One out of 10 South Koreans invest in stocks and nearly half of them are in their 50s or older, government data showed Monday.
According to the Ministry of the Interior and Safety, Statistics Korea and the Korea Securities Depository, around 5.55 million people invested in 2,216 listed firms on the domestic stock market, as of end-December last year.
The findings showed that one in five of the economically active population were investors and the number reached 10.7 percent of all resident registration population in the country. It has for the first time surpassed the 10 percent mark.
The figure recorded about 8 percent as of end-2008 and has since risen steadily, hitting 9.7 percent at the end of 2017.
The number of investors at the end of 2008 tallied 3.97 million, and had increased 39.9 percent by the end of last year.

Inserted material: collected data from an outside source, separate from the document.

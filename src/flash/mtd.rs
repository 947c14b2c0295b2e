//! NAND abstraction over the Linux MTD character devices, plus `/proc/mtd` lookup
//!
//! Recovery partitions on MTD devices are named in `/proc/mtd` (`mtd3: 00500000 00020000 "boot"`),
//! and the same index addresses both `/dev/mtd/mtdN` (raw) and `/dev/block/mtdblockN` (mountable).

use super::{Nand, NandBlock, NandLayout};

use anyhow::{anyhow, ensure};

use std::fs::File;
use std::io::{BufRead, BufReader};
use std::mem::MaybeUninit;
use std::os::{fd::AsRawFd, unix::fs::FileExt};
use std::path::{Path, PathBuf};

/// Where the kernel lists MTD partitions
pub const PROC_MTD: &str = "/proc/mtd";

/// Find the index of the partition called `name` in a `/proc/mtd` listing.
pub fn find_mtd_index<R: BufRead>(listing: R, name: &str) -> anyhow::Result<Option<u32>> {
    let quoted = format!("\"{name}\"");
    for line in listing.lines() {
        let line = line?;
        let mut fields = line.split_whitespace();
        let Some(dev) = fields.next() else { continue };
        if fields.last() != Some(quoted.as_str()) {
            continue;
        }
        let index = dev
            .strip_prefix("mtd")
            .and_then(|rest| rest.strip_suffix(':'))
            .and_then(|n| n.parse().ok());
        if index.is_some() {
            return Ok(index);
        }
    }
    Ok(None)
}

/// Look up a partition's MTD index on the running system.
pub fn lookup_index(name: &str) -> anyhow::Result<u32> {
    let proc_mtd = BufReader::new(File::open(PROC_MTD)?);
    find_mtd_index(proc_mtd, name)?.ok_or_else(|| anyhow!("MTD partition {name:?} not found"))
}

/// The mountable block device for MTD partition `index`
pub fn block_device(index: u32) -> PathBuf {
    PathBuf::from(format!("/dev/block/mtdblock{index}"))
}

/// NAND flash that wraps an open /dev/mtdX file
#[derive(Debug)]
pub struct MtdNand {
    file: File,
    layout: NandLayout,
}

impl MtdNand {
    /// Open an `mtd` device, by path (e.g. "/dev/mtd0")
    pub fn open<P: AsRef<Path>>(path: P) -> anyhow::Result<Self> {
        let file = File::options().read(true).write(true).open(path)?;
        let layout = unsafe {
            let mut info = MaybeUninit::<ioctl::mtd_info_user>::uninit();
            ioctl::memgetinfo(file.as_raw_fd(), info.as_mut_ptr())?;
            info.assume_init()
        }
        .try_into()?;

        Ok(Self { file, layout })
    }

    /// Open an `mtd` device by its partition name
    pub fn open_named(name: &str) -> anyhow::Result<Self> {
        let index = lookup_index(name)?;

        // Android puts the nodes in a subdirectory; plain Linux does not
        let nested = PathBuf::from(format!("/dev/mtd/mtd{index}"));
        if nested.exists() {
            Self::open(nested)
        } else {
            Self::open(format!("/dev/mtd{index}"))
        }
    }
}

impl Nand for MtdNand {
    type Block<'a> = MtdBlock<'a>;

    fn block(&mut self, index: u32) -> anyhow::Result<Option<MtdBlock<'_>>> {
        ensure!(index < self.layout.blocks, "block {index} out of range");

        let block_base = self.layout.block_size() as u64 * index as u64;
        let bad = unsafe { ioctl::memgetbadblock(self.file.as_raw_fd(), &block_base)? };
        if bad == 0 {
            Ok(Some(MtdBlock { nand: self, index }))
        } else {
            Ok(None)
        }
    }

    fn get_layout(&self) -> NandLayout {
        self.layout
    }
}

pub struct MtdBlock<'a> {
    nand: &'a MtdNand,
    index: u32,
}

impl MtdBlock<'_> {
    fn size(&self) -> u32 {
        self.nand.layout.block_size() as u32
    }

    fn base(&self) -> u32 {
        self.size() * self.index
    }

    /// Ensure that the byte count and starting page range is valid, and compute the /dev/mtdX
    /// offset for the page
    fn offset_for(&self, start_page: u32, bytes: usize) -> anyhow::Result<u64> {
        ensure!(
            bytes % self.page_size() == 0,
            "buffer not multiple of page size"
        );

        let end_page = start_page + (bytes / self.page_size()) as u32;
        ensure!(
            end_page <= self.page_count(),
            "block {0}, page range {start_page}..{end_page} out of bounds",
            self.index
        );

        Ok((self.base() + self.page_size() as u32 * start_page) as u64)
    }
}

impl NandBlock for MtdBlock<'_> {
    fn page_count(&self) -> u32 {
        self.nand.layout.pages_per_block
    }
    fn page_size(&self) -> usize {
        self.nand.layout.bytes_per_page
    }
    fn read(&self, start_page: u32, content: &mut [u8]) -> anyhow::Result<()> {
        let offset = self.offset_for(start_page, content.len())?;
        Ok(self.nand.file.read_exact_at(content, offset)?)
    }
    fn program(&mut self, start_page: u32, content: &[u8]) -> anyhow::Result<()> {
        let offset = self.offset_for(start_page, content.len())?;
        Ok(self.nand.file.write_all_at(content, offset)?)
    }
    fn erase(&mut self) -> anyhow::Result<()> {
        let erase_info = ioctl::erase_info_user {
            start: self.base(),
            length: self.size(),
        };
        unsafe {
            ioctl::memerase(self.nand.file.as_raw_fd(), &erase_info)?;
        }
        Ok(())
    }
    fn mark_bad(self) -> anyhow::Result<()> {
        let block_base: u64 = self.base() as u64;
        unsafe {
            ioctl::memsetbadblock(self.nand.file.as_raw_fd(), &block_base)?;
        }
        Ok(())
    }
}

mod ioctl {
    //! The private ioctls for interfacing with MTD devices

    use super::NandLayout;

    use anyhow::ensure;
    use nix::{ioctl_read, ioctl_write_ptr};

    const MTD_IOC_MAGIC: u8 = b'M';

    #[repr(C)]
    pub struct mtd_info_user {
        pub r#type: u8,
        pub flags: u32,
        pub size: u32,
        pub erasesize: u32,
        pub writesize: u32,
        pub oobsize: u32,
        pub padding: u64,
    }
    ioctl_read!(memgetinfo, MTD_IOC_MAGIC, 1, mtd_info_user);

    impl TryFrom<mtd_info_user> for NandLayout {
        type Error = anyhow::Error;

        fn try_from(mut info: mtd_info_user) -> anyhow::Result<NandLayout> {
            if info.writesize == 1 {
                // NOR and mtdram report byte-granular writes
                info.writesize = 64;
            }

            ensure!(
                info.erasesize != 0 && info.size % info.erasesize == 0,
                "MTD size not multiple of erasesize"
            );
            ensure!(
                info.erasesize % info.writesize == 0,
                "MTD erasesize not multiple of writesize"
            );

            Ok(NandLayout {
                blocks: info.size / info.erasesize,
                pages_per_block: info.erasesize / info.writesize,
                bytes_per_page: info.writesize as usize,
            })
        }
    }

    #[repr(C)]
    pub struct erase_info_user {
        pub start: u32,
        pub length: u32,
    }
    ioctl_write_ptr!(memerase, MTD_IOC_MAGIC, 2, erase_info_user);

    ioctl_write_ptr!(memgetbadblock, MTD_IOC_MAGIC, 11, u64);
    ioctl_write_ptr!(memsetbadblock, MTD_IOC_MAGIC, 12, u64);
}

#[test]
fn test_find_mtd_index() -> anyhow::Result<()> {
    const LISTING: &str = "dev:    size   erasesize  name
mtd0: 00040000 00020000 \"misc\"
mtd1: 00500000 00020000 \"recovery\"
mtd2: 00280000 00020000 \"boot\"
mtd3: 0fa00000 00020000 \"system\"
mtd4: 02800000 00020000 \"cache\"
mtd5: 0af20000 00020000 \"userdata\"
";
    assert_eq!(find_mtd_index(LISTING.as_bytes(), "boot")?, Some(2));
    assert_eq!(find_mtd_index(LISTING.as_bytes(), "userdata")?, Some(5));
    assert_eq!(find_mtd_index(LISTING.as_bytes(), "data")?, None);
    assert_eq!(find_mtd_index(LISTING.as_bytes(), "name")?, None);
    Ok(())
}

#[test]
fn test_block_device() {
    assert_eq!(block_device(3), Path::new("/dev/block/mtdblock3"));
}
use crate::config::RecoveryConfig;
use crate::exec::CommandRunner;
use crate::partition::{PartitionDescriptor, PartitionFlags, PartitionTable};
use crate::session::Session;
use crate::util::shell_quote;
use crate::volume::Volumes;

/// Checksums of every other file in a backup directory
pub const MD5_MANIFEST: &str = "nandroid.md5";

/// Where backups are looked for
pub const NANDROID_DIRS: [&str; 2] = ["/sdcard/nandroid", "/sdcard/clockworkmod/backup"];

/// How one partition's backup is stored
#[derive(Debug, Copy, Clone, Eq, PartialEq, Hash)]
pub enum BackupType {
    Raw,
    Tar,
    TarGz,
    TarBz2,
    TarLzma,
    Yaffs,
}

impl BackupType {
    pub const ALL: [Self; 6] = [
        Self::Raw,
        Self::Tar,
        Self::TarGz,
        Self::TarBz2,
        Self::TarLzma,
        Self::Yaffs,
    ];

    /// When several backups of a mounted volume coexist, the first of these wins.
    pub const PROBE_ORDER: [Self; 5] = [
        Self::Tar,
        Self::TarGz,
        Self::TarBz2,
        Self::TarLzma,
        Self::Yaffs,
    ];

    pub fn extension(self) -> &'static str {
        match self {
            Self::Raw => ".img",
            Self::Tar => ".tar",
            Self::TarGz => ".tar.gz",
            Self::TarBz2 => ".tar.bz2",
            Self::TarLzma => ".tar.lzma",
            Self::Yaffs => ".img",
        }
    }

    pub fn label(self) -> &'static str {
        match self {
            Self::Raw => "raw image",
            Self::Tar => "tar",
            Self::TarGz => "tar.gz",
            Self::TarBz2 => "tar.bz2",
            Self::TarLzma => "tar.lzma",
            Self::Yaffs => "yaffs2 image",
        }
    }

    /// The index stored in the configuration
    pub fn index(self) -> u8 {
        self as u8
    }

    pub fn from_index(index: u8) -> Option<Self> {
        Self::ALL.get(usize::from(index)).copied()
    }

    /// The type new backups of mounted volumes use. Raw or out-of-range settings mean tar.
    pub fn configured(config: &RecoveryConfig) -> Self {
        match Self::from_index(config.nandroid_type) {
            Some(Self::Raw) | None => Self::Tar,
            Some(kind) => kind,
        }
    }

    /// The non-raw type after this one, wrapping around
    pub fn next_non_raw(self) -> Self {
        let at = Self::PROBE_ORDER.iter().position(|&k| k == self);
        match at {
            Some(at) => Self::PROBE_ORDER[(at + 1) % Self::PROBE_ORDER.len()],
            None => Self::PROBE_ORDER[0],
        }
    }
}

/// A partition found in a backup, and whether the operator wants it
#[derive(Debug, Copy, Clone, Eq, PartialEq)]
pub struct PartitionMark {
    pub id: usize,
    pub selected: bool,
}

impl PartitionMark {
    pub fn toggle(&mut self) {
        self.selected = !self.selected;
    }
}

/// The compact form used by older menus: `p` is unselected, `-(p + 1)` selected.
impl From<i32> for PartitionMark {
    fn from(marker: i32) -> Self {
        if marker < 0 {
            Self {
                id: (-(marker + 1)) as usize,
                selected: true,
            }
        } else {
            Self {
                id: marker as usize,
                selected: false,
            }
        }
    }
}

impl From<PartitionMark> for i32 {
    fn from(mark: PartitionMark) -> Self {
        let id = mark.id as i32;
        if mark.selected {
            -(id + 1)
        } else {
            id
        }
    }
}

#[derive(Debug, thiserror::Error)]
pub enum NandroidError {
    #[error("volume not found")]
    VolumeNotFound,

    #[error("no backup found")]
    NoBackupFound,

    #[error("{} not found", .0.display())]
    BackupFileMissing(PathBuf),

    #[error("{status}")]
    CommandFailed { status: i32 },

    #[error("nandroid.md5 not found")]
    Md5ManifestMissing,

    #[error("checksum mismatch, md5sum exited with {0}")]
    Md5Mismatch(i32),

    #[error("Error creating backup directory ({0})")]
    BackupDir(io::Error),

    #[error("{0}")]
    Io(#[from] io::Error),

    #[error("{0:#}")]
    Other(#[from] anyhow::Error),
}

impl NandroidError {
    /// Skips leave the partition untouched; everything else is a failure.
    pub fn is_skip(&self) -> bool {
        matches!(
            self,
            Self::VolumeNotFound | Self::NoBackupFound | Self::BackupFileMissing(_)
        )
    }
}

/// What happened to one partition
#[derive(Debug)]
pub struct PartitionOutcome {
    pub path: String,
    pub result: Result<(), NandroidError>,
}

/// What a backup or restore did
#[derive(Debug, Default)]
pub struct Report {
    pub outcomes: Vec<PartitionOutcome>,
    /// Result of writing the manifest, for backups
    pub manifest: Option<Result<(), NandroidError>>,
}

impl Report {
    /// Did every attempted partition (and the manifest) succeed? Skips don't count as failures.
    pub fn succeeded(&self) -> bool {
        self.outcomes
            .iter()
            .all(|o| o.result.as_ref().map_or_else(NandroidError::is_skip, |_| true))
            && !matches!(self.manifest, Some(Err(_)))
    }

    /// Partitions that failed outright
    pub fn failures(&self) -> usize {
        self.outcomes
            .iter()
            .filter(|o| matches!(&o.result, Err(e) if !e.is_skip()))
            .count()
    }
}

/// The partitions a bulk operation covers: the listed ids, or every partition, limited to those
/// with `flag` set that the device has a volume for.
fn covered<'p>(
    table: &'p PartitionTable,
    volumes: &dyn Volumes,
    ids: Option<&[usize]>,
    flag: fn(&PartitionFlags) -> bool,
) -> Vec<&'p PartitionDescriptor> {
    let candidates: Vec<&PartitionDescriptor> = match ids {
        Some(ids) => ids.iter().filter_map(|&id| table.get(id)).collect(),
        None => table.iter().collect(),
    };
    candidates
        .into_iter()
        .filter(|p| flag(&p.flags) && volumes.has_volume(&p.path))
        .collect()
}

/// Make `dir` an empty directory to back up into, mounting the volume it lives on.
fn ensure_dir(volumes: &mut dyn Volumes, dir: &Path) -> io::Result<()> {
    let dir_str = dir.to_string_lossy();
    if volumes.has_volume(&dir_str) {
        if let Err(e) = volumes.ensure_mounted(&dir_str) {
            log::warn!("cannot mount {dir_str}: {e:#}");
        }
    }

    if dir.is_dir() {
        for entry in fs::read_dir(dir)? {
            let entry = entry?;
            if entry.file_type()?.is_file() {
                fs::remove_file(entry.path())?;
            }
        }
    }
    fs::create_dir_all(dir)
}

Data showed that stock investors are aging. Investors aged 50 and older marked 46.3 percent, those in their 40s (27.6 percent), 30s (18.8 percent) and 20s (5.7 percent).
Meanwhile, investors who are 50 or older and in their 40s were 31.5 percent and 30.9 percent, respectively, at the end of 2008. Those in their 30s and 20s came to 27.8 percent and 7.9 percent, respectively.

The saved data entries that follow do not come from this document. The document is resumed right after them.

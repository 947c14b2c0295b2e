//! Nandroid backups from a shell: the same engine the recovery menus use, without the menus.
//!
//! Useful for scripting and for checking a device description on the bench.

use anyhow::{bail, Result};
use clap::{Parser, Subcommand};

use std::path::PathBuf;
use std::{env, thread, time::Duration};

use rz_recovery::{
    config::{RecoveryConfig, CONFIG_PATH},
    exec::ShellRunner,
    flash::MtdFlash,
    nandroid::{self, Bundle, Report},
    partition::{PartitionTable, PARTITIONS_PATH},
    session::Session,
    ui::line::LineDisplay,
    volume::{SystemVolumes, FSTAB_PATH},
};

#[derive(Subcommand, Debug)]
enum Command {
    /// Back up partitions into a directory
    Backup {
        /// Directory to write the backup into; existing files in it are removed
        dir: PathBuf,

        /// Name of a partition to back up (repeatable; default: every saveable partition)
        #[clap(long = "partition")]
        partitions: Vec<String>,
    },

    /// Restore partitions from a backup directory
    Restore {
        dir: PathBuf,

        /// Name of a partition to restore (repeatable; default: every restoreable partition)
        #[clap(long = "partition")]
        partitions: Vec<String>,

        /// Skip checking the backup against its MD5 manifest
        #[clap(long)]
        no_md5: bool,
    },

    /// List the backups found on the SD card
    Scan,
}

#[derive(Parser, Debug)]
#[clap(author, version, about)]
struct Cli {
    /// Volume table to use
    #[clap(long, default_value = FSTAB_PATH)]
    fstab: PathBuf,

    /// Partition table to use (the built-in one if missing)
    #[clap(long, default_value = PARTITIONS_PATH)]
    partitions: PathBuf,

    /// Stored recovery settings
    #[clap(long, default_value = CONFIG_PATH)]
    config: String,

    #[clap(subcommand)]
    cmd: Command,
}

/// Partition names to ids; no names means "all"
fn resolve(table: &PartitionTable, names: &[String]) -> Result<Option<Vec<usize>>> {
    if names.is_empty() {
        return Ok(None);
    }
    names
        .iter()
        .map(|name| match table.by_name(name) {
            Some(part) => Ok(part.id),
            None => bail!("no partition named {name:?}"),
        })
        .collect::<Result<Vec<_>>>()
        .map(Some)
}

fn absolute(dir: PathBuf) -> Result<PathBuf> {
    Ok(if dir.is_absolute() {
        dir
    } else {
        env::current_dir()?.join(dir)
    })
}

fn finish(report: Report) -> Result<()> {
    if !report.succeeded() {
        bail!("{} partitions failed", report.failures());
    }
    Ok(())
}

fn print_bundles(table: &PartitionTable, bundles: &[Bundle]) {
    for bundle in bundles {
        let names: Vec<&str> = bundle
            .partitions
            .iter()
            .filter_map(|mark| table.get(mark.id))
            .map(|part| part.name.as_str())
            .collect();
        let md5 = if bundle.md5 { " (md5)" } else { "" };
        println!("{}: {}{md5}", bundle.dir.display(), names.join(", "));
    }
}

fn main() -> Result<()> {
    env_logger::Builder::from_env(env_logger::Env::default().default_filter_or("info")).init();
    let args = Cli::parse();

    let table = PartitionTable::load(&args.partitions);
    let mut volumes = SystemVolumes::load(&args.fstab)?;
    let mut config = RecoveryConfig::load(&mut volumes, &args.config);

    let ui = LineDisplay;
    let (mut runner, mut flash) = (ShellRunner, MtdFlash);
    let mut session = Session {
        ui: &ui,
        volumes: &mut volumes,
        runner: &mut runner,
        flash: &mut flash,
        config: &mut config,
        partitions: &table,
    };

    let (dir, ids) = match &args.cmd {
        Command::Scan => {
            print_bundles(&table, &nandroid::scan(session.volumes, &table));
            return Ok(());
        }
        Command::Backup { dir, partitions } | Command::Restore { dir, partitions, .. } => {
            (absolute(dir.clone())?, resolve(&table, partitions)?)
        }
    };

    howudoin::init(howudoin::consumers::TermLine::default());
    let result = match args.cmd {
        Command::Restore { no_md5, .. } => {
            if no_md5 {
                session.config.nandroid_do_md5_verification = false;
            }
            nandroid::restore(&mut session, &dir, ids.as_deref())
        }
        _ => nandroid::backup(&mut session, &dir, ids.as_deref()),
    };
    howudoin::disable();
    thread::sleep(Duration::from_millis(10)); // Give howudoin time to shut down

    finish(result?)
}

While the ratio of older investors has surged, that of younger investors has reduced, apparently due to a slump in the stock market and the unemployment rate of the young, according to industry experts.
Since 2010, Seoul’s benchmark Kospi has stayed in a box pattern. It traded at 2,051 points at end-2010, but dropped by 0.5 percent through the end of last year, closing at 2,041.04 points.
Kospi closed at 2,203.71 on Monday, however the price-earnings ratio in the last nine years has been 7.5 percent, which is lower than the interest on local bank deposits.